Could you quote, exactly as they stand, the lines running from the one with "with every response" to the final line of the material?

■ ■ ■ ■

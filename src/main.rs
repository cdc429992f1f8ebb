use anyhow::Result;
use clap::{Parser, Subcommand};
use std::path::PathBuf;
use tracing_subscriber::{layer::SubscriberExt, util::SubscriberInitExt};

mod commands;

use commands::Resource;

#[derive(Parser)]
#[command(
    name = "hnapi",
    version,
    about = "Read-through JSON gateway over the Hacker News web pages",
    long_about = None
)]
struct Cli {
    #[command(subcommand)]
    command: Commands,

    /// Enable verbose logging
    #[arg(short, long, global = true)]
    verbose: bool,

    /// Log format (text, json)
    #[arg(long, global = true, default_value = "text")]
    log_format: String,

    /// TOML configuration file (defaults to HNAPI_* environment variables)
    #[arg(short, long, global = true)]
    config: Option<PathBuf>,
}

#[derive(Subcommand)]
enum Commands {
    /// Run the HTTP gateway
    Serve {
        /// Bind host
        #[arg(long)]
        host: Option<String>,

        /// Bind port
        #[arg(short, long)]
        port: Option<u16>,
    },

    /// Run one gateway operation and print the JSON result
    Fetch {
        /// news, newest, ask, show, jobs, best, active, noobstories,
        /// item, comments, newcomments or user
        resource: Resource,

        /// Item id, continuation token or user id
        arg: Option<String>,

        /// Listing page
        #[arg(long, default_value = "1")]
        page: u32,
    },
}

#[tokio::main]
async fn main() -> Result<()> {
    let cli = Cli::parse();

    let mut config = commands::load_config(cli.config.as_deref())?;

    // Initialize tracing/logging; the flag wins over the configured format
    let log_format = if cli.log_format == "text" {
        config.logging.format.as_str()
    } else {
        cli.log_format.as_str()
    };
    setup_tracing(log_format, &config.logging.level, cli.verbose)?;

    match cli.command {
        Commands::Serve { host, port } => {
            if let Some(host) = host {
                config.server.host = host;
            }
            if let Some(port) = port {
                config.server.port = port;
            }
            tracing::info!(
                bind = %config.server.bind_address(),
                upstream = %config.upstream.base_url,
                "Starting serve command"
            );
            commands::serve(config).await?;
        }

        Commands::Fetch {
            resource,
            arg,
            page,
        } => {
            tracing::info!(
                resource = ?resource,
                arg = ?arg,
                page = %page,
                "Starting fetch command"
            );
            commands::fetch(&config, resource, arg, page).await?;
        }
    }

    Ok(())
}

fn setup_tracing(format: &str, level: &str, verbose: bool) -> Result<()> {
    let env_filter = if verbose {
        tracing_subscriber::EnvFilter::new("hnapi=debug,info")
    } else {
        tracing_subscriber::EnvFilter::try_from_default_env().or_else(|_| {
            tracing_subscriber::EnvFilter::try_new(format!("hnapi={level},warn"))
        })?
    };

    match format {
        "json" => {
            tracing_subscriber::registry()
                .with(env_filter)
                .with(tracing_subscriber::fmt::layer().json().with_writer(std::io::stderr))
                .init();
        }
        _ => {
            tracing_subscriber::registry()
                .with(env_filter)
                .with(tracing_subscriber::fmt::layer().with_writer(std::io::stderr))
                .init();
        }
    }

    Ok(())
}
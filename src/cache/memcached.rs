//! Memcached-backed remote cache level
//!
//! The `memcache` client is blocking, so every command runs on the blocking
//! pool. The client is created on first use; a failed command drops it and
//! the next call reconnects.

use async_trait::async_trait;
use memcache::{Client, MemcacheError};
use std::sync::{Arc, Mutex};
use std::time::Duration;

use super::CacheStore;
use crate::utils::error::CacheError;

/// URL scheme understood by the `memcache` client
const SCHEME: &str = "memcache://";

/// Split a comma-separated server list into client URLs
///
/// Bare `host:port` entries get the `memcache://` scheme.
///
/// # Errors
/// `CacheError::InvalidConfig` when the list has no server.
pub fn parse_servers(servers: &str) -> Result<Vec<String>, CacheError> {
    let urls: Vec<String> = servers
        .split(',')
        .map(str::trim)
        .filter(|server| !server.is_empty())
        .map(|server| {
            if server.contains("://") {
                server.to_string()
            } else {
                format!("{SCHEME}{server}")
            }
        })
        .collect();

    if urls.is_empty() {
        return Err(CacheError::InvalidConfig(
            "memcached server list is empty".to_string(),
        ));
    }
    Ok(urls)
}

/// Memcached client over one or more servers
pub struct MemcachedStore {
    servers: Vec<String>,
    client: Mutex<Option<Arc<Client>>>,
}

impl MemcachedStore {
    /// Parse the server list; no connection is opened yet
    pub fn connect(servers: &str) -> Result<Self, CacheError> {
        Ok(Self {
            servers: parse_servers(servers)?,
            client: Mutex::new(None),
        })
    }

    pub fn servers(&self) -> &[String] {
        &self.servers
    }

    fn cached_client(&self) -> Option<Arc<Client>> {
        self.client.lock().ok().and_then(|slot| slot.clone())
    }

    fn reset(&self) {
        if let Ok(mut slot) = self.client.lock() {
            *slot = None;
        }
    }

    async fn client(&self) -> Result<Arc<Client>, CacheError> {
        if let Some(client) = self.cached_client() {
            return Ok(client);
        }

        let servers = self.servers.clone();
        let client = tokio::task::spawn_blocking(move || Client::connect(servers))
            .await
            .map_err(|e| CacheError::Backend(format!("memcached connect task failed: {e}")))??;
        let client = Arc::new(client);

        if let Ok(mut slot) = self.client.lock() {
            *slot = Some(Arc::clone(&client));
        }
        Ok(client)
    }

    /// Run one blocking command against the shared client
    async fn run<T, F>(&self, command: F) -> Result<T, CacheError>
    where
        T: Send + 'static,
        F: FnOnce(&Client) -> Result<T, MemcacheError> + Send + 'static,
    {
        let client = self.client().await?;
        let outcome = tokio::task::spawn_blocking(move || command(&client))
            .await
            .map_err(|e| CacheError::Backend(format!("memcached task failed: {e}")))
            .and_then(|result| result.map_err(CacheError::from));

        if outcome.is_err() {
            self.reset();
        }
        outcome
    }
}

#[async_trait]
impl CacheStore for MemcachedStore {
    fn name(&self) -> &'static str {
        "memcached"
    }

    async fn get(&self, key: &str) -> Result<Option<String>, CacheError> {
        let key = key.to_string();
        self.run(move |client| client.get::<String>(&key)).await
    }

    async fn set(&self, key: &str, value: &str, ttl: Duration) -> Result<(), CacheError> {
        let key = key.to_string();
        let value = value.to_string();
        let expiration = u32::try_from(ttl.as_secs().max(1)).unwrap_or(u32::MAX);
        self.run(move |client| client.set(&key, value.as_str(), expiration))
            .await
    }

    async fn delete(&self, key: &str) -> Result<(), CacheError> {
        let key = key.to_string();
        self.run(move |client| client.delete(&key).map(|_| ()))
            .await
    }

    async fn ping(&self) -> Result<(), CacheError> {
        self.run(|client| client.version().map(|_| ())).await
    }
}
//! Configuration management for the hnapi gateway
//!
//! This module handles loading and validating configuration from environment variables,
//! files, and command-line arguments.

use anyhow::{Context, Result};
use serde::{Deserialize, Serialize};
use std::path::Path;
use std::time::Duration;

use crate::cache::{CacheConfig, StoreKind};
use crate::parser::DEFAULT_INDENT_UNIT;
use crate::upstream::UpstreamConfig;

/// Main configuration structure
#[derive(Debug, Clone, Default, Serialize, Deserialize)]
#[serde(default)]
pub struct Config {
    /// HTTP server configuration
    pub server: ServerConfig,

    /// Origin access configuration
    pub upstream: UpstreamConfig,

    /// Tiered cache configuration
    pub cache: CacheConfig,

    /// Extraction and pagination configuration
    pub parser: ParserConfig,

    /// Logging configuration
    pub logging: LoggingConfig,
}

/// HTTP server configuration
#[derive(Debug, Clone, Serialize, Deserialize)]
#[serde(default)]
pub struct ServerConfig {
    /// Bind host
    pub host: String,

    /// Bind port
    pub port: u16,

    /// Enable CORS for any origin
    pub enable_cors: bool,

    /// Enable gzip response compression
    pub enable_compression: bool,

    /// Per-request response timeout in seconds
    pub response_timeout_secs: u64,

    /// `Cache-Control` max-age in seconds; defaults to the cache TTL
    pub cache_control_max_age: Option<u64>,

    /// Shut down on queue overflow or upstream timeout so a supervisor restarts us
    pub exit_on_severe_error: bool,
}

impl Default for ServerConfig {
    fn default() -> Self {
        Self {
            host: "0.0.0.0".to_string(),
            port: 8080,
            enable_cors: true,
            enable_compression: true,
            response_timeout_secs: 25,
            cache_control_max_age: None,
            exit_on_severe_error: false,
        }
    }
}

impl ServerConfig {
    /// Socket address string for binding
    pub fn bind_address(&self) -> String {
        format!("{}:{}", self.host, self.port)
    }

    pub fn response_timeout(&self) -> Duration {
        Duration::from_secs(self.response_timeout_secs)
    }
}

/// Extraction and pagination configuration
#[derive(Debug, Clone, Serialize, Deserialize)]
#[serde(default)]
pub struct ParserConfig {
    /// Spacer width of one comment nesting level
    pub indent_unit: u32,

    /// Entries per served listing page
    pub page_size: usize,

    /// Entries per page on the origin's own listings
    pub upstream_page_size: usize,

    /// Highest listing page served
    pub max_page: u32,
}

impl Default for ParserConfig {
    fn default() -> Self {
        Self {
            indent_unit: DEFAULT_INDENT_UNIT,
            page_size: 30,
            upstream_page_size: 30,
            max_page: 10,
        }
    }
}

/// Logging configuration
#[derive(Debug, Clone, Serialize, Deserialize)]
#[serde(default)]
pub struct LoggingConfig {
    /// Log level (trace, debug, info, warn, error)
    pub level: String,

    /// Log format (text, json)
    pub format: String,
}

impl Default for LoggingConfig {
    fn default() -> Self {
        Self {
            level: "info".to_string(),
            format: "text".to_string(),
        }
    }
}

/// Read and parse one `HNAPI_*` variable, keeping `default` when unset or malformed
fn env_or<T: std::str::FromStr>(name: &str, default: T) -> T {
    std::env::var(name)
        .ok()
        .and_then(|v| v.trim().parse::<T>().ok())
        .unwrap_or(default)
}

impl Config {
    /// Load configuration from environment variables
    pub fn from_env() -> Result<Self> {
        let defaults = Self::default();

        let server = ServerConfig {
            host: std::env::var("HNAPI_HOST").unwrap_or(defaults.server.host),
            port: env_or("HNAPI_PORT", defaults.server.port),
            enable_cors: env_or("HNAPI_ENABLE_CORS", defaults.server.enable_cors),
            enable_compression: env_or(
                "HNAPI_ENABLE_COMPRESSION",
                defaults.server.enable_compression,
            ),
            response_timeout_secs: env_or(
                "HNAPI_RESPONSE_TIMEOUT",
                defaults.server.response_timeout_secs,
            ),
            cache_control_max_age: std::env::var("HNAPI_CACHE_CONTROL_MAX_AGE")
                .ok()
                .and_then(|v| v.trim().parse().ok()),
            exit_on_severe_error: env_or(
                "HNAPI_EXIT_ON_SEVERE_ERROR",
                defaults.server.exit_on_severe_error,
            ),
        };

        let upstream = UpstreamConfig {
            base_url: std::env::var("HNAPI_UPSTREAM_URL").unwrap_or(defaults.upstream.base_url),
            pacing_interval_ms: env_or(
                "HNAPI_PACING_INTERVAL_MS",
                defaults.upstream.pacing_interval_ms,
            ),
            max_queued: env_or("HNAPI_MAX_QUEUED", defaults.upstream.max_queued),
            request_timeout_secs: env_or(
                "HNAPI_REQUEST_TIMEOUT",
                defaults.upstream.request_timeout_secs,
            ),
            user_agent: std::env::var("HNAPI_USER_AGENT").unwrap_or(defaults.upstream.user_agent),
        };

        let store = match std::env::var("HNAPI_CACHE_STORE") {
            Ok(value) => value
                .parse::<StoreKind>()
                .map_err(|e| anyhow::anyhow!(e))
                .context("Invalid HNAPI_CACHE_STORE")?,
            Err(_) => defaults.cache.store,
        };

        let cache = CacheConfig {
            store,
            redis_url: std::env::var("REDIS_URL")
                .or_else(|_| std::env::var("HNAPI_REDIS_URL"))
                .unwrap_or(defaults.cache.redis_url),
            memcached_servers: std::env::var("HNAPI_MEMCACHED_SERVERS")
                .unwrap_or(defaults.cache.memcached_servers),
            pool_size: env_or("HNAPI_REDIS_POOL_SIZE", defaults.cache.pool_size),
            memory_enabled: std::env::var("HNAPI_MEMORY_CACHE")
                .ok()
                .and_then(|v| v.trim().parse().ok()),
            ttl_secs: env_or("HNAPI_CACHE_TTL", defaults.cache.ttl_secs),
            key_prefix: std::env::var("HNAPI_CACHE_PREFIX").unwrap_or(defaults.cache.key_prefix),
            sweep_interval_secs: env_or(
                "HNAPI_CACHE_SWEEP_INTERVAL",
                defaults.cache.sweep_interval_secs,
            ),
            health_interval_secs: env_or(
                "HNAPI_CACHE_HEALTH_INTERVAL",
                defaults.cache.health_interval_secs,
            ),
        };

        let parser = ParserConfig {
            indent_unit: env_or("HNAPI_INDENT_UNIT", defaults.parser.indent_unit),
            page_size: env_or("HNAPI_PAGE_SIZE", defaults.parser.page_size),
            upstream_page_size: env_or(
                "HNAPI_UPSTREAM_PAGE_SIZE",
                defaults.parser.upstream_page_size,
            ),
            max_page: env_or("HNAPI_MAX_PAGE", defaults.parser.max_page),
        };

        let logging = LoggingConfig {
            level: std::env::var("HNAPI_LOG_LEVEL").unwrap_or(defaults.logging.level),
            format: std::env::var("HNAPI_LOG_FORMAT").unwrap_or(defaults.logging.format),
        };

        Ok(Self {
            server,
            upstream,
            cache,
            parser,
            logging,
        })
    }

    /// Load configuration from a file
    pub fn from_file(path: &Path) -> Result<Self> {
        let content = std::fs::read_to_string(path)
            .with_context(|| format!("Failed to read config file: {}", path.display()))?;

        let config: Self = toml::from_str(&content)
            .with_context(|| format!("Failed to parse TOML config file: {}", path.display()))?;

        Ok(config)
    }

    /// Validate configuration values
    pub fn validate(&self) -> Result<()> {
        if self.server.port == 0 {
            anyhow::bail!("port must be greater than 0");
        }

        if self.server.response_timeout_secs == 0 {
            anyhow::bail!("response_timeout_secs must be greater than 0");
        }

        url::Url::parse(&self.upstream.base_url)
            .with_context(|| format!("Invalid upstream base_url: {}", self.upstream.base_url))?;

        if self.upstream.max_queued == 0 {
            anyhow::bail!("max_queued must be greater than 0");
        }

        if self.upstream.request_timeout_secs == 0 {
            anyhow::bail!("request_timeout_secs must be greater than 0");
        }

        if self.cache.ttl_secs == 0 {
            anyhow::bail!("cache ttl_secs must be greater than 0");
        }

        match self.cache.store {
            StoreKind::Redis => {
                if self.cache.pool_size == 0 {
                    anyhow::bail!("pool_size must be greater than 0");
                }
                let redis_url = url::Url::parse(&self.cache.redis_url)
                    .with_context(|| format!("Invalid redis_url: {}", self.cache.redis_url))?;
                if !matches!(redis_url.scheme(), "redis" | "rediss" | "redis+unix" | "unix") {
                    anyhow::bail!("redis_url must use a redis:// scheme");
                }
            }
            StoreKind::Memcached => {
                crate::cache::memcached::parse_servers(&self.cache.memcached_servers)
                    .context("Invalid memcached_servers")?;
            }
            StoreKind::None => {}
        }

        if self.parser.indent_unit == 0 {
            anyhow::bail!("indent_unit must be greater than 0");
        }

        if self.parser.page_size == 0
            || self.parser.upstream_page_size == 0
            || self.parser.max_page == 0
        {
            anyhow::bail!("page_size, upstream_page_size and max_page must be greater than 0");
        }

        if !matches!(self.logging.format.as_str(), "text" | "json") {
            anyhow::bail!("log format must be 'text' or 'json'");
        }

        Ok(())
    }

    /// `Cache-Control` max-age served with every response
    #[must_use]
    pub fn cache_control_max_age(&self) -> u64 {
        self.server
            .cache_control_max_age
            .unwrap_or(self.cache.ttl_secs)
    }
}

■ ■ ■ ■

§ **Answer for the task**
    /// `Cache-Control` max-age served with every response
    #[must_use]
    pub fn cache_control_max_age(&self) -> u64 {
        self.server
            .cache_control_max_age
            .unwrap_or(self.cache.ttl_secs)
    }
}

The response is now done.